**How to complete this task**
For the entries below, count the lines that contain the word "serde" and reply with that number only.

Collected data

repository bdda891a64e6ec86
use sqlx::PgPool;

use crate::app_error::AppError;

pub mod book;

#[derive(Clone)]
pub struct PostgresPersistence {
    pool: PgPool,
}

impl PostgresPersistence {
    pub fn new(pool: PgPool) -> Self {
        PostgresPersistence { pool }
    }

    pub fn pool(&self) -> &PgPool {
        &self.pool
    }
}

impl From<sqlx::Error> for AppError {
    fn from(err: sqlx::Error) -> Self {
        match &err {
            sqlx::Error::RowNotFound => AppError::NotFound,
            sqlx::Error::Database(db_err) => {
                let msg = db_err.message();
                // PostgreSQL unique violation
                if msg.contains("duplicate key") || msg.contains("unique constraint") {
                    AppError::InvalidInput("A record with this value already exists".into())
                }
                // PostgreSQL check violation (e.g. non-positive page count)
                else if msg.contains("violates check constraint") {
                    AppError::InvalidInput("Value out of range".into())
                }
                // PostgreSQL not-null violation
                else if msg.contains("null value") && msg.contains("violates not-null") {
                    AppError::InvalidInput("Required field is missing".into())
                }
                // Bad user-supplied title pattern
                else if msg.contains("invalid regular expression") {
                    AppError::InvalidInput("Title search is not a valid pattern".into())
                } else {
                    tracing::error!(error = ?err, "Database error");
                    AppError::Database("Database operation failed".into())
                }
            }
            _ => {
                tracing::error!(error = ?err, "Database error");
                AppError::Database("Database operation failed".into())
            }
        }
    }
}

#[cfg(test)]
mod tests {
    use super::*;

    #[test]
    fn row_not_found_maps_to_not_found() {
        assert!(matches!(
            AppError::from(sqlx::Error::RowNotFound),
            AppError::NotFound
        ));
    }

    #[test]
    fn other_errors_map_to_database() {
        assert!(matches!(
            AppError::from(sqlx::Error::PoolTimedOut),
            AppError::Database(_)
        ));
    }
}
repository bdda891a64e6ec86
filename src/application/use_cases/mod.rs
pub mod auth;
pub mod book;
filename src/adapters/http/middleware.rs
use axum::{
    extract::{Query, Request, State},
    http::header::AUTHORIZATION,
    middleware::Next,
    response::Response,
};
use axum_extra::extract::CookieJar;
use serde::Deserialize;

use crate::{
    adapters::http::{
        app_state::AppState,
        auth_cookies::{AuthRejection, sync_session_cookies},
    },
    credentials::{ACCESS_TOKEN_COOKIE, CredentialPair, CredentialSources, REFRESH_TOKEN_COOKIE},
};

#[derive(Debug, Default, Deserialize)]
#[serde(rename_all = "camelCase")]
struct CredentialQuery {
    access_token: Option<String>,
    refresh_token: Option<String>,
}

/// Gate for every book route. Runs the auth pipeline, then either answers with
/// the rejection or calls the handler exactly once with an `AuthSession`
/// extension and the session cookies applied to the response.
pub async fn auth_middleware(
    State(app_state): State<AppState>,
    jar: CookieJar,
    mut request: Request,
    next: Next,
) -> Result<(CookieJar, Response), AuthRejection> {
    // A query string that fails to parse is treated as carrying no credentials.
    let query = match Query::<CredentialQuery>::try_from_uri(request.uri()) {
        Ok(Query(query)) => query,
        Err(err) => {
            tracing::debug!(error = %err, "Ignoring unparseable credential query");
            CredentialQuery::default()
        }
    };
    let upstream = request.extensions().get::<CredentialPair>().cloned();

    let result = {
        let sources = CredentialSources {
            query_access: query.access_token.as_deref(),
            query_refresh: query.refresh_token.as_deref(),
            authorization: request
                .headers()
                .get(AUTHORIZATION)
                .and_then(|v| v.to_str().ok()),
            cookie_access: jar.get(ACCESS_TOKEN_COOKIE).map(|c| c.value()),
            cookie_refresh: jar.get(REFRESH_TOKEN_COOKIE).map(|c| c.value()),
            upstream: upstream.as_ref(),
        };
        app_state.auth_use_cases.authenticate(&sources).await
    };

    let session = result.map_err(|failure| AuthRejection {
        failure,
        login_url: app_state.config.login_url(),
    })?;

    tracing::debug!(refreshed = session.refreshed, "Request authenticated");

    let jar = sync_session_cookies(jar, &session);
    request.extensions_mut().insert(session);

    Ok((jar, next.run(request).await))
}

**Response to this task**
2